use crate::{
    import::ImportContext,
    metadata::{
        tables::{Column, TableId},
        token::Token,
    },
    Error, Result,
};

impl ImportContext {
    /// The resolution scope under which the destination module reaches the top-level type
    /// `namespace.name` of its own assembly.
    ///
    /// An `ExportedType` entry of the destination manifest decides first: a `File`
    /// implementation yields the destination module when the file is that module and a
    /// `ModuleRef` to the file otherwise, an `AssemblyRef` implementation (a type forward) is
    /// imported. Without an entry the type must be defined in the manifest module, which is
    /// reached as the destination module itself or through a `ModuleRef`.
    ///
    /// # Errors
    /// Returns [`crate::Error::CorruptMetadata`] for an `ExportedType` chained to another
    /// `ExportedType` or to an invalid implementation, [`crate::Error::RecordNotFound`] if the
    /// assembly neither exports nor defines the type, or an error if a row can not be read or
    /// appended.
    pub fn scope_for_type_by_name_in_assembly(
        &self,
        namespace: &str,
        name: &str,
        on_row_added: &mut dyn FnMut(Token),
    ) -> Result<Token> {
        if let Some(exported) = self.dest_assembly.find_exported_type(namespace, name)? {
            let implementation = self
                .dest_assembly
                .get_token(exported, Column::ExportedTypeImplementation)?;
            if implementation.is_nil() {
                return Err(corrupt_error!("ExportedType {} has no implementation", exported));
            }

            return match implementation.table_id() {
                Some(TableId::File) => {
                    let file_name = self
                        .dest_assembly
                        .get_string(implementation, Column::FileName)?;
                    if file_name == self.dest_module.module_name()? {
                        Ok(ImportContext::dest_module_token())
                    } else {
                        self.dest_module
                            .define_module_ref(&file_name, on_row_added)
                    }
                }
                Some(TableId::AssemblyRef) => {
                    self.import_assembly_ref(&self.dest_assembly, implementation, on_row_added)
                }
                _ => Err(corrupt_error!(
                    "ExportedType {} is implemented by {}",
                    exported,
                    implementation
                )),
            };
        }

        if self
            .dest_assembly
            .find_type_def(namespace, name, None)?
            .is_none()
        {
            return Err(Error::RecordNotFound(format!(
                "{}{}{} in destination assembly",
                namespace,
                if namespace.is_empty() { "" } else { "." },
                name
            )));
        }

        let manifest_name = self.dest_assembly.module_name()?;
        if self.dest_assembly.same_image(&self.dest_module)
            || manifest_name == self.dest_module.module_name()?
        {
            Ok(ImportContext::dest_module_token())
        } else {
            self.dest_module
                .define_module_ref(&manifest_name, on_row_added)
        }
    }
}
══════════════════════════════
ASSIGNMENT: Please copy the material exactly, line for line.

EXERCISE OUTPUT:
use crate::{
    import::ImportContext,
    metadata::{
        tables::{Column, TableId},
        token::Token,
    },
    Error, Result,
};

impl ImportContext {
    /// The resolution scope under which the destination module reaches the top-level type
    /// `namespace.name` of its own assembly.
    ///
    /// An `ExportedType` entry of the destination manifest decides first: a `File`
    /// implementation yields the destination module when the file is that module and a
    /// `ModuleRef` to the file otherwise, an `AssemblyRef` implementation (a type forward) is
    /// imported. Without an entry the type must be defined in the manifest module, which is
    /// reached as the destination module itself or through a `ModuleRef`.
    ///
    /// # Errors
    /// Returns [`crate::Error::CorruptMetadata`] for an `ExportedType` chained to another
    /// `ExportedType` or to an invalid implementation, [`crate::Error::RecordNotFound`] if the
    /// assembly neither exports nor defines the type, or an error if a row can not be read or
    /// appended.
    pub fn scope_for_type_by_name_in_assembly(
        &self,
        namespace: &str,
        name: &str,
        on_row_added: &mut dyn FnMut(Token),
    ) -> Result<Token> {
        if let Some(exported) = self.dest_assembly.find_exported_type(namespace, name)? {
            let implementation = self
                .dest_assembly
                .get_token(exported, Column::ExportedTypeImplementation)?;
            if implementation.is_nil() {
                return Err(corrupt_error!("ExportedType {} has no implementation", exported));
            }

            return match implementation.table_id() {
                Some(TableId::File) => {
                    let file_name = self
                        .dest_assembly
                        .get_string(implementation, Column::FileName)?;
                    if file_name == self.dest_module.module_name()? {
                        Ok(ImportContext::dest_module_token())
                    } else {
                        self.dest_module
                            .define_module_ref(&file_name, on_row_added)
                    }
                }
                Some(TableId::AssemblyRef) => {
                    self.import_assembly_ref(&self.dest_assembly, implementation, on_row_added)
                }
                _ => Err(corrupt_error!(
                    "ExportedType {} is implemented by {}",
                    exported,
                    implementation
                )),
            };
        }

        if self
            .dest_assembly
            .find_type_def(namespace, name, None)?
            .is_none()
        {
            return Err(Error::RecordNotFound(format!(
                "{}{}{} in destination assembly",
                namespace,
                if namespace.is_empty() { "" } else { "." },
                name
            )));
        }

        let manifest_name = self.dest_assembly.module_name()?;
        if self.dest_assembly.same_image(&self.dest_module)
            || manifest_name == self.dest_module.module_name()?
        {
            Ok(ImportContext::dest_module_token())
        } else {
            self.dest_module
                .define_module_ref(&manifest_name, on_row_added)
        }
    }
}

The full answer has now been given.